When working with third-party vendors, security must be a shared effort. And it isn’t just your direct vendor contact that you have to worry about; a vulnerability in a vendor’s vendor could end up causing you a lot of headaches – because one thing we know is that it is the big-name enterprise that takes the greatest fall when a third party’s security is weak.

How do you best ensure that security is a shared effort and that your vendors are doing an above-adequate job in meeting not only basic security levels but also compliances and regulations dictated by government and industry standards? I had the chance to interview Lee Barrett, executive director of EHNAC, a federally recognized standards development organization and accreditation body for health care organizations. EHNAC works directly with third-party vendors all across health care to ensure the companies are meeting industry standards for business processes, privacy and security, regulatory compliance, etc. so that the companies that work with them can have trust that they will handle their data to the highest level.

SMP: Why is third-party security such an important issue for enterprise?

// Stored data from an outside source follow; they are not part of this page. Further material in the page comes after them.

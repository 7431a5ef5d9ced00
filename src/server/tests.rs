//! Tests for the HTTP server implementation.

#[cfg(test)]
mod server_tests {
    use std::io::{self, Cursor};
    use std::pin::Pin;
    use std::sync::Arc;
    use std::task::{Context, Poll};
    use std::time::Duration;
    use tokio::io::{AsyncRead, AsyncReadExt, AsyncWrite, AsyncWriteExt, ReadBuf};
    use tokio::net::{TcpListener, TcpStream};

    use crate::bootstrap::ping_mux;
    use crate::parser::HttpRequest;
    use crate::server::{
        new_server, with_address, with_handler, with_max_body_size, with_max_connections,
        with_read_buffer_size, with_timeouts, Error, HttpResponse, HttpServer, ServeMux, ServerConfig,
        StatusCode,
    };

    // Mock TcpStream for testing
    struct MockTcpStream {
        read_data: Cursor<Vec<u8>>,
        write_data: Vec<u8>,
        // Once the data runs out, reads stay pending instead of returning EOF
        stall: bool,
    }

    impl MockTcpStream {
        fn new(read_data: impl Into<Vec<u8>>) -> Self {
            Self {
                read_data: Cursor::new(read_data.into()),
                write_data: Vec::new(),
                stall: false,
            }
        }

        fn stalling(read_data: impl Into<Vec<u8>>) -> Self {
            Self {
                stall: true,
                ..Self::new(read_data)
            }
        }

        fn written(&self) -> String {
            String::from_utf8_lossy(&self.write_data).into_owned()
        }
    }

    impl AsyncRead for MockTcpStream {
        fn poll_read(
            self: Pin<&mut Self>,
            _cx: &mut Context<'_>,
            buf: &mut ReadBuf<'_>,
        ) -> Poll<io::Result<()>> {
            let this = self.get_mut();
            let n = std::io::Read::read(&mut this.read_data, buf.initialize_unfilled())?;
            if n == 0 && this.stall {
                return Poll::Pending;
            }
            buf.advance(n);
            Poll::Ready(Ok(()))
        }
    }

    impl AsyncWrite for MockTcpStream {
        fn poll_write(
            self: Pin<&mut Self>,
            _cx: &mut Context<'_>,
            buf: &[u8],
        ) -> Poll<io::Result<usize>> {
            let this = self.get_mut();
            this.write_data.extend_from_slice(buf);
            Poll::Ready(Ok(buf.len()))
        }

        fn poll_flush(self: Pin<&mut Self>, _cx: &mut Context<'_>) -> Poll<io::Result<()>> {
            Poll::Ready(Ok(()))
        }

        fn poll_shutdown(self: Pin<&mut Self>, _cx: &mut Context<'_>) -> Poll<io::Result<()>> {
            Poll::Ready(Ok(()))
        }
    }

    fn ping_config() -> ServerConfig {
        ServerConfig::from_options([
            with_handler(ping_mux()),
            with_timeouts(Duration::from_secs(1), Duration::from_secs(1)),
        ])
    }

    fn body(response: &str) -> &str {
        response.split_once("\r\n\r\n").map(|(_, body)| body).unwrap_or("")
    }

    #[tokio::test]
    async fn test_ping_over_mock_stream() {
        let mut stream = MockTcpStream::new(&b"GET /ping HTTP/1.1\r\nHost: localhost\r\n\r\n"[..]);

        let result = HttpServer::handle_connection(&mut stream, &ping_config()).await;
        assert!(result.is_ok());

        let response = stream.written();
        assert!(response.starts_with("HTTP/1.1 200 OK\r\n"));
        assert!(response.contains("Content-Type: application/json\r\n"));
        assert!(response.contains("Content-Length: 18\r\n"));
        assert_eq!(body(&response), r#"{"message":"pong"}"#);
    }

    #[tokio::test]
    async fn test_body_is_cut_at_content_length() {
        let config = ServerConfig::from_options([with_handler(|req: HttpRequest| async move {
            Ok::<_, Error>(HttpResponse::new(StatusCode::Ok).with_body_bytes(req.body))
        })]);
        let mut stream = MockTcpStream::new(
            &b"POST /echo HTTP/1.1\r\nHost: localhost\r\nContent-Length: 5\r\n\r\nhello trailing"[..],
        );

        HttpServer::handle_connection(&mut stream, &config).await.unwrap();
        assert_eq!(body(&stream.written()), "hello");
    }

    #[tokio::test]
    async fn test_body_over_limit_is_rejected() {
        let config = ServerConfig::from_options([with_handler(ping_mux()), with_max_body_size(4)]);
        let mut stream = MockTcpStream::new(
            &b"POST /ping HTTP/1.1\r\nHost: localhost\r\nContent-Length: 5\r\n\r\nhello"[..],
        );

        let result = HttpServer::handle_connection(&mut stream, &config).await;
        assert!(matches!(result, Err(Error::BodyTooLarge(4))));
        assert!(stream.written().starts_with("HTTP/1.1 413 Payload Too Large\r\n"));
    }

    #[tokio::test]
    async fn test_huge_content_length_is_rejected_before_reading() {
        // The body never arrives; the limit check must not wait for it
        let mut stream = MockTcpStream::stalling(
            &b"POST /ping HTTP/1.1\r\nHost: localhost\r\nContent-Length: 18446744073709551615\r\n\r\n"[..],
        );

        let result = HttpServer::handle_connection(&mut stream, &ping_config()).await;
        assert!(matches!(result, Err(Error::BodyTooLarge(_))));
        assert!(stream.written().starts_with("HTTP/1.1 413 Payload Too Large\r\n"));
    }

    #[tokio::test]
    async fn test_head_response_has_no_body() {
        let mut stream = MockTcpStream::new(&b"HEAD /ping HTTP/1.1\r\nHost: localhost\r\n\r\n"[..]);

        HttpServer::handle_connection(&mut stream, &ping_config()).await.unwrap();

        let response = stream.written();
        assert!(response.starts_with("HTTP/1.1 200 OK\r\n"));
        assert!(response.contains("Content-Length: 18\r\n"));
        assert!(response.ends_with("\r\n\r\n"));
        assert_eq!(body(&response), "");
    }

    #[tokio::test]
    async fn test_unknown_path_is_not_found() {
        let mut stream = MockTcpStream::new(&b"GET /pong HTTP/1.1\r\nHost: localhost\r\n\r\n"[..]);

        HttpServer::handle_connection(&mut stream, &ping_config()).await.unwrap();

        let response = stream.written();
        assert!(response.starts_with("HTTP/1.1 404 Not Found\r\n"));
        assert!(response.contains("Not found: /pong"));
    }

    #[tokio::test]
    async fn test_no_handler_answers_not_found() {
        let mut stream = MockTcpStream::new(&b"GET /ping HTTP/1.0\r\n\r\n"[..]);

        HttpServer::handle_connection(&mut stream, &ServerConfig::default()).await.unwrap();
        assert!(stream.written().starts_with("HTTP/1.1 404 Not Found\r\n"));
    }

    #[tokio::test]
    async fn test_invalid_request_gets_bad_request() {
        let mut stream = MockTcpStream::new(&b"INVALID REQUEST\r\n\r\n"[..]);

        let result = HttpServer::handle_connection(&mut stream, &ping_config()).await;
        assert!(matches!(result, Err(Error::ParseError(_))));

        let response = stream.written();
        assert!(response.starts_with("HTTP/1.1 400 Bad Request\r\n"));
        assert!(response.contains("Error parsing request:"));
    }

    #[tokio::test]
    async fn test_oversized_head_is_rejected() {
        let config = ServerConfig::from_options([with_handler(ping_mux()), with_read_buffer_size(64)]);
        let request = format!("GET /ping HTTP/1.1\r\nHost: localhost\r\nX-Pad: {pad}\r\n\r\n", pad = "a".repeat(200));
        let mut stream = MockTcpStream::new(request.into_bytes());

        let result = HttpServer::handle_connection(&mut stream, &config).await;
        assert!(matches!(result, Err(Error::HeaderTooLarge(64))));
        assert!(stream.written().starts_with("HTTP/1.1 431 Request Header Fields Too Large\r\n"));
    }

    #[tokio::test]
    async fn test_closed_connection_without_request() {
        let mut stream = MockTcpStream::new(Vec::new());

        let result = HttpServer::handle_connection(&mut stream, &ping_config()).await;
        assert!(result.is_ok());
        assert!(stream.written().is_empty());
    }

    #[tokio::test]
    async fn test_handler_error_is_internal_server_error() {
        let config = ServerConfig::from_options([with_handler(|_req: HttpRequest| async {
            Err::<HttpResponse, _>(Error::InternalError("boom".to_string()))
        })]);
        let mut stream = MockTcpStream::new(&b"GET / HTTP/1.1\r\nHost: localhost\r\n\r\n"[..]);

        let result = HttpServer::handle_connection(&mut stream, &config).await;
        assert!(matches!(result, Err(Error::InternalError(_))));

        let response = stream.written();
        assert!(response.starts_with("HTTP/1.1 500 Internal Server Error\r\n"));
        assert!(response.contains("boom"));
    }

    #[tokio::test]
    async fn test_read_timeout_drops_connection() {
        let config = ServerConfig::from_options([
            with_handler(ping_mux()),
            with_timeouts(Duration::from_millis(50), Duration::from_secs(1)),
        ]);
        // The head never completes
        let mut stream = MockTcpStream::stalling(&b"GET /ping HTTP/1.1\r\nHost: local"[..]);

        let result = HttpServer::handle_connection(&mut stream, &config).await;
        assert!(matches!(result, Err(Error::ReadTimeout)));
        assert!(stream.written().is_empty());
    }

    #[tokio::test]
    async fn test_write_timeout_drops_response() {
        let config = ServerConfig::from_options([
            with_handler(|_req: HttpRequest| async {
                tokio::time::sleep(Duration::from_millis(500)).await;
                Ok::<_, Error>(HttpResponse::new(StatusCode::Ok))
            }),
            with_timeouts(Duration::from_secs(1), Duration::from_millis(50)),
        ]);
        let mut stream = MockTcpStream::new(&b"GET / HTTP/1.1\r\nHost: localhost\r\n\r\n"[..]);

        let result = HttpServer::handle_connection(&mut stream, &config).await;
        assert!(matches!(result, Err(Error::WriteTimeout)));
        assert!(stream.written().is_empty());
    }

    #[tokio::test]
    async fn test_zero_timeouts_never_expire() {
        let config = ServerConfig::from_options([
            with_handler(|_req: HttpRequest| async {
                tokio::time::sleep(Duration::from_millis(20)).await;
                Ok::<_, Error>(HttpResponse::new(StatusCode::NoContent))
            }),
            with_timeouts(Duration::ZERO, Duration::ZERO),
        ]);
        let mut stream = MockTcpStream::new(&b"GET / HTTP/1.1\r\nHost: localhost\r\n\r\n"[..]);

        HttpServer::handle_connection(&mut stream, &config).await.unwrap();
        assert!(stream.written().starts_with("HTTP/1.1 204 No Content\r\n"));
    }

    async fn spawn_server(server: HttpServer) -> std::net::SocketAddr {
        let listener = TcpListener::bind("127.0.0.1:0").await.unwrap();
        let addr = listener.local_addr().unwrap();
        tokio::spawn(async move {
            let _ = server.serve(listener).await;
        });
        addr
    }

    async fn roundtrip(addr: std::net::SocketAddr, request: &[u8]) -> String {
        let mut client = TcpStream::connect(addr).await.unwrap();
        client.write_all(request).await.unwrap();
        let mut response = Vec::new();
        client.read_to_end(&mut response).await.unwrap();
        String::from_utf8(response).unwrap()
    }

    #[tokio::test]
    async fn test_ping_over_tcp() {
        let addr = spawn_server(new_server([with_handler(ping_mux())])).await;

        let response = roundtrip(addr, b"GET /ping HTTP/1.1\r\nHost: localhost\r\n\r\n").await;
        assert!(response.starts_with("HTTP/1.1 200 OK\r\n"));
        assert!(response.contains("Content-Type: application/json\r\n"));
        assert_eq!(body(&response), r#"{"message":"pong"}"#);

        // Each connection serves one request; a second client works too
        let response = roundtrip(addr, b"POST /ping HTTP/1.0\r\n\r\n").await;
        assert_eq!(body(&response), r#"{"message":"pong"}"#);
    }

    #[tokio::test]
    async fn test_head_over_tcp_ends_at_blank_line() {
        let addr = spawn_server(new_server([with_handler(ping_mux())])).await;

        let response = roundtrip(addr, b"HEAD /ping HTTP/1.1\r\nHost: localhost\r\n\r\n").await;
        assert!(response.starts_with("HTTP/1.1 200 OK\r\n"));
        assert!(response.ends_with("\r\n\r\n"));
    }

    #[tokio::test]
    async fn test_unbounded_max_connections_still_serves() {
        let server = new_server([with_handler(ping_mux()), with_max_connections(usize::MAX)]);
        let addr = spawn_server(server).await;

        let response = roundtrip(addr, b"GET /ping HTTP/1.1\r\nHost: localhost\r\n\r\n").await;
        assert_eq!(body(&response), r#"{"message":"pong"}"#);
    }

    #[tokio::test]
    async fn test_connection_limit_answers_service_unavailable() {
        let (release_tx, release_rx) = tokio::sync::watch::channel(false);
        let mut mux = ServeMux::new();
        mux.handle("/hold", move |_req: HttpRequest| {
            let mut release = release_rx.clone();
            async move {
                while !*release.borrow() {
                    if release.changed().await.is_err() {
                        break;
                    }
                }
                Ok::<_, Error>(HttpResponse::new(StatusCode::Ok).with_body_string("released"))
            }
        });
        let server = new_server([with_handler(mux), with_max_connections(1)]);
        let addr = spawn_server(server).await;

        // Occupy the only slot
        let mut held = TcpStream::connect(addr).await.unwrap();
        held.write_all(b"GET /hold HTTP/1.1\r\nHost: localhost\r\n\r\n").await.unwrap();
        tokio::time::sleep(Duration::from_millis(50)).await;

        // Rejected before any request is read, so send nothing
        let mut rejected = TcpStream::connect(addr).await.unwrap();
        let mut response = Vec::new();
        rejected.read_to_end(&mut response).await.unwrap();
        let response = String::from_utf8(response).unwrap();
        assert!(response.starts_with("HTTP/1.1 503 Service Unavailable\r\n"));
        assert!(response.contains("Server is at capacity"));

        release_tx.send(true).unwrap();
        let mut response = Vec::new();
        held.read_to_end(&mut response).await.unwrap();
        assert!(String::from_utf8_lossy(&response).ends_with("released"));
    }

    #[tokio::test]
    async fn test_bind_failure_is_reported() {
        let taken = TcpListener::bind("127.0.0.1:0").await.unwrap();
        let addr = taken.local_addr().unwrap().to_string();

        let server = new_server([with_address(addr.clone())]);
        let result = server.listen_and_serve().await;

        match result {
            Err(Error::Bind { addr: failed, source }) => {
                assert_eq!(failed, addr);
                assert_eq!(source.kind(), io::ErrorKind::AddrInUse);
            }
            other => panic!("expected bind error, got {other:?}"),
        }
    }

    #[tokio::test]
    async fn test_shared_config_is_read_only_across_connections() {
        let server = Arc::new(new_server([with_handler(ping_mux())]));
        let listener = TcpListener::bind("127.0.0.1:0").await.unwrap();
        let addr = listener.local_addr().unwrap();
        let serving = Arc::clone(&server);
        tokio::spawn(async move {
            let _ = serving.serve(listener).await;
        });

        let requests = (0..8).map(|_| {
            tokio::spawn(roundtrip(addr, b"GET /ping HTTP/1.1\r\nHost: localhost\r\n\r\n"))
        });
        for handle in requests.collect::<Vec<_>>() {
            let response = handle.await.unwrap();
            assert_eq!(body(&response), r#"{"message":"pong"}"#);
        }
        assert_eq!(server.config().addr, ":8080");
    }
}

LB: Third-party assurance is critical for the following reasons:

  • Objectivity: An entity that is contracted has no political agenda and is not influenced by the internal politics and can therefore make recommendations and identify gaps where internally there may be limitations.
  • Expertise: A third-party organization that is engaged has significant expertise working with a number of other organizations and that experience can assist organizations in identifying additional vulnerabilities, gaps and implement appropriate risk-mitigation strategies.

A vendor should, of course, have cybersecurity systems in place for their own safety. Are those systems enough when they then work with another business? If not, what additional layers or steps should be taken to add that level of security to someone else's business?

We suggest that organizations with their own cybersecurity systems should also contractually require that third-party vendor organizations and outsourcers have third-party certification/accreditation to further provide a level of assurance as part of an organization’s risk mitigation strategy and planning.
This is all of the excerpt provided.